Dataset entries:
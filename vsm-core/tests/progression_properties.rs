use rand::{Rng, SeedableRng};
use rand_chacha::ChaCha20Rng;
use vsm_core::{
    Catalog, CategoryId, DuressMode, MemoryStore, ProgressionStore, ProtocolAction,
    ProtocolOutcome, StatRecord, StorePhase, constants::STATS_KEY,
};

fn store_with(records: &[(CategoryId, StatRecord)], load: i32) -> ProgressionStore<MemoryStore> {
    let backend = MemoryStore::new();
    let stats: serde_json::Map<String, serde_json::Value> = records
        .iter()
        .map(|(category, record)| {
            (
                category.to_string(),
                serde_json::to_value(record).unwrap(),
            )
        })
        .collect();
    backend.insert(STATS_KEY, serde_json::to_vec(&stats).unwrap());
    backend.insert("vsm-load", load.to_string());
    ProgressionStore::initialize(backend)
}

#[test]
fn level_up_rolls_remainder_and_emits_event() {
    let mut store = store_with(&[(CategoryId::Structure, StatRecord::new(1, 85))], 20);
    let outcome = store
        .execute_protocol(CategoryId::Structure, &ProtocolAction::new("Lift", 25, 0))
        .unwrap();

    assert_eq!(store.stat(CategoryId::Structure), StatRecord::new(2, 10));
    let ProtocolOutcome::LeveledUp(event) = outcome else {
        panic!("expected a level-up");
    };
    assert_eq!(event.category, CategoryId::Structure);
    assert_eq!(event.new_level, 2);
    assert_eq!(event.perk.title(), "MYOFIBRIL ADAPTATION");
    assert_eq!(store.pending_level_up(), Some(&event));
}

#[test]
fn duress_doubles_xp_but_not_load() {
    let mut store = store_with(&[(CategoryId::Morale, StatRecord::new(1, 10))], 20);
    store.set_duress_mode(DuressMode::Anxiety);
    let outcome = store
        .execute_protocol(CategoryId::Morale, &ProtocolAction::new("Call", 15, 5))
        .unwrap();

    assert_eq!(
        outcome,
        ProtocolOutcome::NoLevelUp {
            category: CategoryId::Morale,
            applied_xp: 30,
            record: StatRecord::new(1, 40),
        }
    );
    assert_eq!(store.load().value(), 25);
    assert_eq!(
        store.log().newest(),
        Some("> CALL DONE. +30 XP (STRAIN) [NOISE DAMPENED]")
    );
}

#[test]
fn load_clamps_at_both_bounds() {
    let mut low = store_with(&[], 3);
    low.execute_protocol(CategoryId::Sense, &ProtocolAction::new("Rest", 5, -10))
        .unwrap();
    assert_eq!(low.load().value(), 0);

    let mut high = store_with(&[], 98);
    high.execute_protocol(CategoryId::Yield, &ProtocolAction::new("Crunch", 5, 10))
        .unwrap();
    assert_eq!(high.load().value(), 100);
}

#[test]
fn duress_toggle_twice_returns_to_none() {
    let mut store = ProgressionStore::initialize(MemoryStore::new());
    for mode in [DuressMode::Anxiety, DuressMode::Depression] {
        store.set_duress_mode(mode);
        assert_eq!(store.duress(), mode);
        store.set_duress_mode(mode);
        assert_eq!(store.duress(), DuressMode::None);
    }
}

#[test]
fn log_ring_keeps_five_newest_after_seven_operations() {
    let mut store = ProgressionStore::initialize(MemoryStore::new());
    store.resist().unwrap();
    store.accept().unwrap();
    store.set_duress_mode(DuressMode::Anxiety);
    store.set_duress_mode(DuressMode::Anxiety);
    store.advance_cycle().unwrap();
    store
        .apply_passive_adjustment(-1, "> sixth".to_string())
        .unwrap();
    store.apply_passive_adjustment(2, "> seventh").unwrap();

    let lines = store.log().to_vec();
    assert_eq!(
        lines,
        vec![
            "> seventh",
            "> sixth",
            "> CYCLE ADVANCED. ENTROPY +10.",
            "> DURESS MODE DISENGAGED.",
            "> DURESS MODE: ANXIETY ENGAGED.",
        ]
    );
}

#[test]
fn missing_emergence_uses_fallback_perk() {
    let mut store = store_with(&[(CategoryId::Tuning, StatRecord::new(3, 95))], 20);
    let outcome = store
        .execute_protocol(CategoryId::Tuning, &ProtocolAction::new("Plan", 15, -5))
        .unwrap();
    let event = outcome.level_up().expect("level-up");
    assert_eq!(event.new_level, 4);
    assert!(event.perk.is_fallback());
    assert_eq!(event.perk.title(), "SYSTEM OPTIMIZED");
    assert_eq!(event.perk.description(), "Capacity increased.");
}

#[test]
fn acknowledge_is_a_no_op_when_idle() {
    let mut store = ProgressionStore::initialize(MemoryStore::new());
    assert_eq!(store.phase(), StorePhase::Idle);
    assert!(store.acknowledge_level_up().is_none());
    assert_eq!(store.phase(), StorePhase::Idle);
}

#[test]
fn random_protocol_walk_preserves_stat_invariants() {
    let catalog = Catalog::builtin();
    for seed in [1_u64, 7, 1337, 0xC0FFEE] {
        let mut rng = ChaCha20Rng::seed_from_u64(seed);
        let mut store = ProgressionStore::initialize(MemoryStore::new());
        for _ in 0..500 {
            if rng.gen_bool(0.1) {
                let mode = if rng.gen_bool(0.5) {
                    DuressMode::Anxiety
                } else {
                    DuressMode::Depression
                };
                store.set_duress_mode(mode);
            }
            let category = CategoryId::ALL[rng.gen_range(0..CategoryId::ALL.len())];
            let actions = catalog.protocols_for(category);
            let action = &actions[rng.gen_range(0..actions.len())];
            let before = store.stat(category);

            let outcome = store.execute_protocol(category, action).unwrap();
            let after = store.stat(category);

            assert!(after.xp < 100, "seed {seed}: xp escaped range: {after:?}");
            assert!(after.level >= before.level, "seed {seed}: level decreased");
            assert!(after.level <= before.level + 1, "seed {seed}: level skipped");
            assert_eq!(outcome.level_up().is_some(), after.level > before.level);
            assert!((0..=100).contains(&store.load().value()));
            assert!(store.log().len() <= 5);
            store.acknowledge_level_up();
        }
    }
}
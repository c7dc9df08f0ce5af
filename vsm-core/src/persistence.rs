//! Durable-field codec on top of a [`KeyValueStore`].
//!
//! Two entries are kept: the stat sheet and the load meter. The stat entry
//! accepts the current `{level, xp}` record encoding and the legacy encoding
//! where every category maps straight to an xp integer. Legacy snapshots are
//! migrated to level 1, discarding whatever level the user had reached.
use serde_json::Value;
use std::collections::BTreeMap;

use crate::KeyValueStore;
use crate::constants::{LOAD_KEY, LOAD_MAX, LOAD_MIN, STATS_KEY, XP_PER_LEVEL};
use crate::error::{PersistError, StateUnreadable};
use crate::load::SystemLoad;
use crate::stats::{CategoryId, StatRecord, StatSheet};

/// Where the stat sheet of a loaded snapshot came from.
#[derive(Debug, Clone, Copy, PartialEq, Eq)]
pub enum SnapshotOrigin {
    /// Nothing persisted yet.
    Defaults,
    /// Persisted in the current record encoding.
    Current,
    /// Migrated from the legacy scalar encoding.
    Legacy,
    /// Persisted bytes were unreadable and the defaults were substituted.
    Recovered,
}

#[derive(Debug, Clone, PartialEq, Eq)]
pub struct Snapshot {
    pub stats: StatSheet,
    pub load: SystemLoad,
    pub origin: SnapshotOrigin,
}

impl Snapshot {
    #[must_use]
    pub fn defaults() -> Self {
        Self {
            stats: StatSheet::defaults(),
            load: SystemLoad::default(),
            origin: SnapshotOrigin::Defaults,
        }
    }
}

#[derive(Debug, Clone, Copy, PartialEq, Eq)]
enum Encoding {
    Current,
    Legacy,
}

/// Decode the stats entry, migrating the legacy encoding when detected.
///
/// Unknown category keys are skipped; categories missing from the entry take
/// their default record.
///
/// # Errors
///
/// Returns [`StateUnreadable`] if the bytes are not a JSON object, mix the two
/// encodings, or hold a record outside the valid range.
pub fn decode_stats(bytes: &[u8]) -> Result<(StatSheet, SnapshotOrigin), StateUnreadable> {
    let Value::Object(entries) = serde_json::from_slice::<Value>(bytes)? else {
        return Err(StateUnreadable::NotAnObject);
    };

    let mut encoding = None;
    let mut records = BTreeMap::new();
    for (key, value) in entries {
        let Ok(category) = key.parse::<CategoryId>() else {
            log::warn!("ignoring persisted stats for unknown category {key:?}");
            continue;
        };
        let (record, seen) = decode_entry(category, value)?;
        match encoding {
            Some(previous) if previous != seen => return Err(StateUnreadable::MixedEncoding),
            _ => encoding = Some(seen),
        }
        records.insert(category, record);
    }

    let origin = match encoding {
        Some(Encoding::Legacy) => {
            log::info!(
                "migrating legacy stats snapshot for {} categories; levels reset to 1",
                records.len()
            );
            SnapshotOrigin::Legacy
        }
        Some(Encoding::Current) | None => SnapshotOrigin::Current,
    };
    Ok((StatSheet::with_overrides(&records), origin))
}

fn decode_entry(
    category: CategoryId,
    value: Value,
) -> Result<(StatRecord, Encoding), StateUnreadable> {
    match value {
        Value::Number(number) => {
            let xp = number
                .as_u64()
                .and_then(|raw| u32::try_from(raw).ok())
                .filter(|xp| *xp < XP_PER_LEVEL)
                .ok_or_else(|| StateUnreadable::OutOfRange {
                    category,
                    detail: format!("legacy xp {number}"),
                })?;
            Ok((StatRecord::starting(xp), Encoding::Legacy))
        }
        value @ Value::Object(_) => {
            let record: StatRecord = serde_json::from_value(value)?;
            if !record.is_valid() {
                return Err(StateUnreadable::OutOfRange {
                    category,
                    detail: format!("level {} xp {}", record.level, record.xp),
                });
            }
            Ok((record, Encoding::Current))
        }
        _ => Err(StateUnreadable::UnsupportedValue { category }),
    }
}

/// Decode the load entry, clamping out-of-range values into the meter.
///
/// # Errors
///
/// Returns the JSON error if the bytes are not an integer.
pub fn decode_load(bytes: &[u8]) -> Result<SystemLoad, serde_json::Error> {
    let raw: i64 = serde_json::from_slice(bytes)?;
    let clamped = raw.clamp(i64::from(LOAD_MIN), i64::from(LOAD_MAX));
    Ok(i32::try_from(clamped).map_or_else(|_| SystemLoad::default(), SystemLoad::new))
}

/// Reads and writes the durable pair (stats, load) through a backend.
#[derive(Debug, Clone)]
pub struct PersistenceAdapter<S> {
    storage: S,
}

impl<S: KeyValueStore> PersistenceAdapter<S> {
    pub const fn new(storage: S) -> Self {
        Self { storage }
    }

    pub const fn storage(&self) -> &S {
        &self.storage
    }

    pub fn into_inner(self) -> S {
        self.storage
    }

    /// Raw bytes stored under `key`.
    ///
    /// # Errors
    ///
    /// Returns [`StateUnreadable::Backend`] if the backend read fails.
    pub fn read_raw(&self, key: &'static str) -> Result<Option<Vec<u8>>, StateUnreadable> {
        self.storage
            .read(key)
            .map_err(|err| StateUnreadable::Backend {
                key,
                source: Box::new(err),
            })
    }

    /// Stat sheet as persisted, or `None` when nothing has been saved.
    ///
    /// # Errors
    ///
    /// Returns [`StateUnreadable`] if the entry cannot be read or decoded.
    pub fn read_stats(&self) -> Result<Option<(StatSheet, SnapshotOrigin)>, StateUnreadable> {
        self.read_raw(STATS_KEY)?
            .map(|bytes| decode_stats(&bytes))
            .transpose()
    }

    /// Load meter as persisted; absent or unreadable entries yield the default.
    #[must_use]
    pub fn read_load(&self) -> SystemLoad {
        match self.read_raw(LOAD_KEY) {
            Ok(Some(bytes)) => decode_load(&bytes).unwrap_or_else(|err| {
                log::warn!("persisted load unreadable, using default: {err}");
                SystemLoad::default()
            }),
            Ok(None) => SystemLoad::default(),
            Err(err) => {
                log::warn!("{err}; using default load");
                SystemLoad::default()
            }
        }
    }

    /// Full snapshot; never fails, substituting defaults for unreadable state.
    #[must_use]
    pub fn load(&self) -> Snapshot {
        let (stats, origin) = match self.read_stats() {
            Ok(Some(found)) => found,
            Ok(None) => (StatSheet::defaults(), SnapshotOrigin::Defaults),
            Err(err) => {
                log::warn!("persisted stats unreadable, using defaults: {err}");
                (StatSheet::defaults(), SnapshotOrigin::Recovered)
            }
        };
        Snapshot {
            stats,
            load: self.read_load(),
            origin,
        }
    }

    /// Write both durable entries, load first.
    ///
    /// There is no transaction across the two keys. If the stats write fails
    /// the backend keeps the previous sheet next to the new load, and the
    /// next successful save brings the pair back in step.
    ///
    /// # Errors
    ///
    /// Returns a [`PersistError`] if encoding fails or the backend rejects a write.
    pub fn save(&self, stats: &StatSheet, load: SystemLoad) -> Result<(), PersistError> {
        let stats_bytes = serde_json::to_vec(stats).map_err(|source| PersistError::Encode {
            key: STATS_KEY,
            source,
        })?;
        let load_bytes =
            serde_json::to_vec(&load.value()).map_err(|source| PersistError::Encode {
                key: LOAD_KEY,
                source,
            })?;
        self.write(LOAD_KEY, &load_bytes)?;
        self.write(STATS_KEY, &stats_bytes)
    }

    fn write(&self, key: &'static str, bytes: &[u8]) -> Result<(), PersistError> {
        self.storage
            .write(key, bytes)
            .map_err(|err| PersistError::Backend {
                key,
                source: Box::new(err),
            })
    }
}
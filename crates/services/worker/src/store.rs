//! The store seam between the execution loop and the shared job queue.
//!
//! The loop only ever talks to the queue through [`JobStore`], so its
//! semantics can be exercised against a scripted in-memory store in tests.
//! The production implementation is [`queue_db::QueueDb`].

use async_trait::async_trait;
use chrono::Utc;
use queue_db::{Job, JobId, JobSpec, QueueDb};
use serde_json::Value as JsonValue;

use crate::worker_id::WorkerId;

/// Boxed error for store operations and task handlers.
pub type BoxError = Box<dyn std::error::Error + Send + Sync + 'static>;

/// Operations the worker consumes from the shared job store.
///
/// Contract notes:
/// - `get_job` atomically selects and leases one ready job for this worker,
///   or returns `None`. It must skip jobs whose flag set intersects
///   `flags_to_skip` and jobs whose task is not in `supported_tasks`.
///   `use_local_time` selects whether the lease is stamped with the worker's
///   clock or the store's.
/// - `complete_job` / `fail_job` release the lease and must be idempotent
///   against already-reported jobs.
/// - `reset_locked_at` clears stale peer leases, best-effort.
#[async_trait]
pub trait JobStore: Send + Sync + 'static {
    async fn get_job(
        &self,
        worker_id: &WorkerId,
        supported_tasks: &[String],
        flags_to_skip: Option<&[String]>,
        use_local_time: bool,
    ) -> Result<Option<Job>, BoxError>;

    async fn complete_job(&self, worker_id: &WorkerId, job_id: JobId) -> Result<(), BoxError>;

    async fn fail_job(
        &self,
        worker_id: &WorkerId,
        job_id: JobId,
        message: &str,
    ) -> Result<(), BoxError>;

    async fn reset_locked_at(&self) -> Result<u64, BoxError>;

    /// Schedules a new job. Exposed to task handlers through
    /// [`crate::JobHelpers::add_job`].
    async fn add_job(
        &self,
        task_identifier: &str,
        payload: JsonValue,
        spec: &JobSpec,
    ) -> Result<Option<JobId>, BoxError>;
}

#[async_trait]
impl JobStore for QueueDb {
    async fn get_job(
        &self,
        worker_id: &WorkerId,
        supported_tasks: &[String],
        flags_to_skip: Option<&[String]>,
        use_local_time: bool,
    ) -> Result<Option<Job>, BoxError> {
        let now = use_local_time.then(Utc::now);
        QueueDb::get_job(self, worker_id.as_str(), supported_tasks, flags_to_skip, now)
            .await
            .map_err(Into::into)
    }

    async fn complete_job(&self, worker_id: &WorkerId, job_id: JobId) -> Result<(), BoxError> {
        QueueDb::complete_job(self, worker_id.as_str(), job_id)
            .await
            .map_err(Into::into)
    }

    async fn fail_job(
        &self,
        worker_id: &WorkerId,
        job_id: JobId,
        message: &str,
    ) -> Result<(), BoxError> {
        QueueDb::fail_job(self, worker_id.as_str(), job_id, message)
            .await
            .map_err(Into::into)
    }

    async fn reset_locked_at(&self) -> Result<u64, BoxError> {
        QueueDb::reset_locked_at(self).await.map_err(Into::into)
    }

    async fn add_job(
        &self,
        task_identifier: &str,
        payload: JsonValue,
        spec: &JobSpec,
    ) -> Result<Option<JobId>, BoxError> {
        QueueDb::add_job(self, task_identifier, payload, spec)
            .await
            .map_err(Into::into)
    }
}
//! Worker lifecycle event bus.
//!
//! Every observable transition of the worker is published as a
//! [`WorkerEvent`] on a broadcast channel. Emission is fire-and-forget:
//! a bus without subscribers, or a subscriber that lags behind, never
//! affects the worker. Subscribers observing a `Lagged` error have missed
//! events and should resynchronize from worker state.

use std::time::Duration;

use queue_db::{Job, JobId};
use tokio::sync::broadcast;

use crate::worker_id::WorkerId;

/// Default buffer size for the event bus.
const DEFAULT_CAPACITY: usize = 128;

/// Events emitted by a worker over its lifetime.
///
/// Per worker, `Create` precedes every other event; `Release` precedes the
/// settling of the completion; `Stop` fires exactly once, after settlement,
/// carrying the error iff the worker stopped fatally. Per job, `Start` is
/// followed by exactly one of `Success` or `Error` (plus `Failed` when the
/// final attempt is exhausted) and then `Complete`.
#[derive(Debug, Clone)]
pub enum WorkerEvent {
    /// The worker was constructed and is about to start polling.
    Create { worker_id: WorkerId },

    /// An acquisition attempt is starting.
    GetJobStart { worker_id: WorkerId },

    /// The acquisition attempt found no ready job.
    GetJobEmpty { worker_id: WorkerId },

    /// The acquisition attempt failed.
    GetJobError { worker_id: WorkerId, error: String },

    /// The worker hit an unrecoverable error and is shutting down.
    FatalError {
        worker_id: WorkerId,
        error: String,
        job_id: Option<JobId>,
    },

    /// The worker was released; no further jobs will be leased.
    Release { worker_id: WorkerId },

    /// The worker has fully stopped and its completion has settled.
    Stop {
        worker_id: WorkerId,
        error: Option<String>,
    },

    /// A job was leased and its handler is about to run.
    JobStart { worker_id: WorkerId, job: Job },

    /// The handler finished successfully.
    JobSuccess {
        worker_id: WorkerId,
        job: Job,
        duration: Duration,
    },

    /// The handler failed; the attempt was recorded.
    JobError {
        worker_id: WorkerId,
        job: Job,
        error: String,
    },

    /// The handler failed on the job's final attempt; the job is
    /// permanently failed.
    JobFailed {
        worker_id: WorkerId,
        job: Job,
        error: String,
    },

    /// The job's outcome was reported to the store.
    JobComplete {
        worker_id: WorkerId,
        job: Job,
        error: Option<String>,
    },
}

/// A shared, clonable handle to the worker event stream.
///
/// A pool of workers shares a single bus; events identify their worker.
#[derive(Debug, Clone)]
pub struct EventBus {
    tx: broadcast::Sender<WorkerEvent>,
}

impl EventBus {
    /// Creates a bus buffering up to `capacity` events per subscriber.
    #[must_use]
    pub fn new(capacity: usize) -> Self {
        let (tx, _) = broadcast::channel(capacity);
        Self { tx }
    }

    /// Subscribes to all events emitted after this call.
    pub fn subscribe(&self) -> broadcast::Receiver<WorkerEvent> {
        self.tx.subscribe()
    }

    /// Publishes an event. Never fails: an error from the channel only
    /// means there is currently no subscriber.
    pub(crate) fn emit(&self, event: WorkerEvent) {
        let _ = self.tx.send(event);
    }
}

impl Default for EventBus {
    fn default() -> Self {
        Self::new(DEFAULT_CAPACITY)
    }
}
//! Postgres-backed job queue store.
//!
//! This crate owns the `jobs` table and the SQL operations workers use to
//! coordinate: atomically leasing a ready job, reporting completion or
//! failure, and recovering leases abandoned by dead workers. The execution
//! loop itself lives in the `worker` crate; everything here is a thin,
//! strongly-typed layer over the queries.

use std::time::Duration;

use chrono::{DateTime, Utc};

mod conn;
mod error;
pub mod jobs;

pub use self::{
    conn::ConnError,
    error::Error,
    jobs::{Job, JobId, JobSpec},
};
use self::conn::ConnPool;

/// Default pool size for the queue DB.
pub const DEFAULT_POOL_SIZE: u32 = 10;

/// Connection pool to the queue DB. Clones will refer to the same instance.
#[derive(Clone, Debug)]
pub struct QueueDb {
    pool: ConnPool,
}

impl QueueDb {
    /// Sets up a connection pool to the queue DB.
    ///
    /// Runs migrations if necessary.
    #[tracing::instrument(skip_all, err)]
    pub async fn connect(url: &str, pool_size: u32) -> Result<Self, Error> {
        Self::connect_with_config(url, pool_size, true).await
    }

    /// Sets up a connection pool to the queue DB with configurable migration behavior.
    ///
    /// Runs migrations only if `auto_migrate` is true.
    #[tracing::instrument(skip_all, err)]
    pub async fn connect_with_config(
        url: &str,
        pool_size: u32,
        auto_migrate: bool,
    ) -> Result<Self, Error> {
        let pool = ConnPool::connect(url, pool_size).await?;
        if auto_migrate {
            pool.run_migrations().await?;
        }
        Ok(Self { pool })
    }

    /// Sets up a connection pool with retry logic for temporary databases.
    ///
    /// Ephemeral Postgres instances (e.g. `pgtemp`) may not be ready to accept
    /// connections immediately after startup; retry with a short exponential
    /// backoff until the server reports it is up.
    #[tracing::instrument(skip_all, err)]
    pub async fn connect_with_retry(url: &str, pool_size: u32) -> Result<Self, Error> {
        use backon::{ExponentialBuilder, Retryable};

        let retry_policy = ExponentialBuilder::default()
            .with_min_delay(Duration::from_millis(10))
            .with_max_delay(Duration::from_millis(100))
            .with_max_times(20);

        (|| Self::connect(url, pool_size))
            .retry(retry_policy)
            .when(is_db_starting_up)
            .notify(|err, dur| {
                tracing::warn!(
                    error = %err,
                    "Database still starting up during connection. Retrying in {:.1}s",
                    dur.as_secs_f32()
                );
            })
            .await
    }

    /// Atomically selects and leases one ready job for the given worker.
    ///
    /// Returns `None` when no job is ready. See [`jobs::get_job`] for the
    /// selection rules.
    pub async fn get_job(
        &self,
        worker_id: &str,
        supported_tasks: &[String],
        flags_to_skip: Option<&[String]>,
        now: Option<DateTime<Utc>>,
    ) -> Result<Option<Job>, Error> {
        jobs::get_job(&*self.pool, worker_id, supported_tasks, flags_to_skip, now)
            .await
            .map_err(Error::Database)
    }

    /// Marks a job as done and releases its lease by deleting the row.
    pub async fn complete_job(&self, worker_id: &str, job_id: JobId) -> Result<(), Error> {
        jobs::complete_job(&*self.pool, worker_id, job_id)
            .await
            .map_err(Error::Database)
    }

    /// Records a failed attempt and schedules the retry.
    pub async fn fail_job(
        &self,
        worker_id: &str,
        job_id: JobId,
        message: &str,
    ) -> Result<(), Error> {
        jobs::fail_job(&*self.pool, worker_id, job_id, message)
            .await
            .map_err(Error::Database)
    }

    /// Clears leases abandoned by dead workers. Returns the number of
    /// jobs unstuck.
    pub async fn reset_locked_at(&self) -> Result<u64, Error> {
        jobs::reset_locked_at(&*self.pool)
            .await
            .map_err(Error::Database)
    }

    /// Inserts a new job into the queue.
    ///
    /// Returns `None` when the job carries a `key` that collides with an
    /// existing, currently-locked job; the locked job is left untouched.
    pub async fn add_job(
        &self,
        task_identifier: &str,
        payload: serde_json::Value,
        spec: &JobSpec,
    ) -> Result<Option<JobId>, Error> {
        jobs::add_job(&*self.pool, task_identifier, payload, spec)
            .await
            .map_err(Error::Database)
    }
}

fn is_db_starting_up(err: &Error) -> bool {
    match err {
        Error::Connection(sqlx::Error::Database(db_err)) => {
            // 57P03: "the database system is starting up"
            db_err.code().is_some_and(|code| code == "57P03")
        }
        _ => false,
    }
}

## Your instructions
Return each line from the entries above that includes "keys".

## Solved exercise
/// Unknown category keys are skipped; categories missing from the entry take
    /// There is no transaction across the two keys. If the stats write fails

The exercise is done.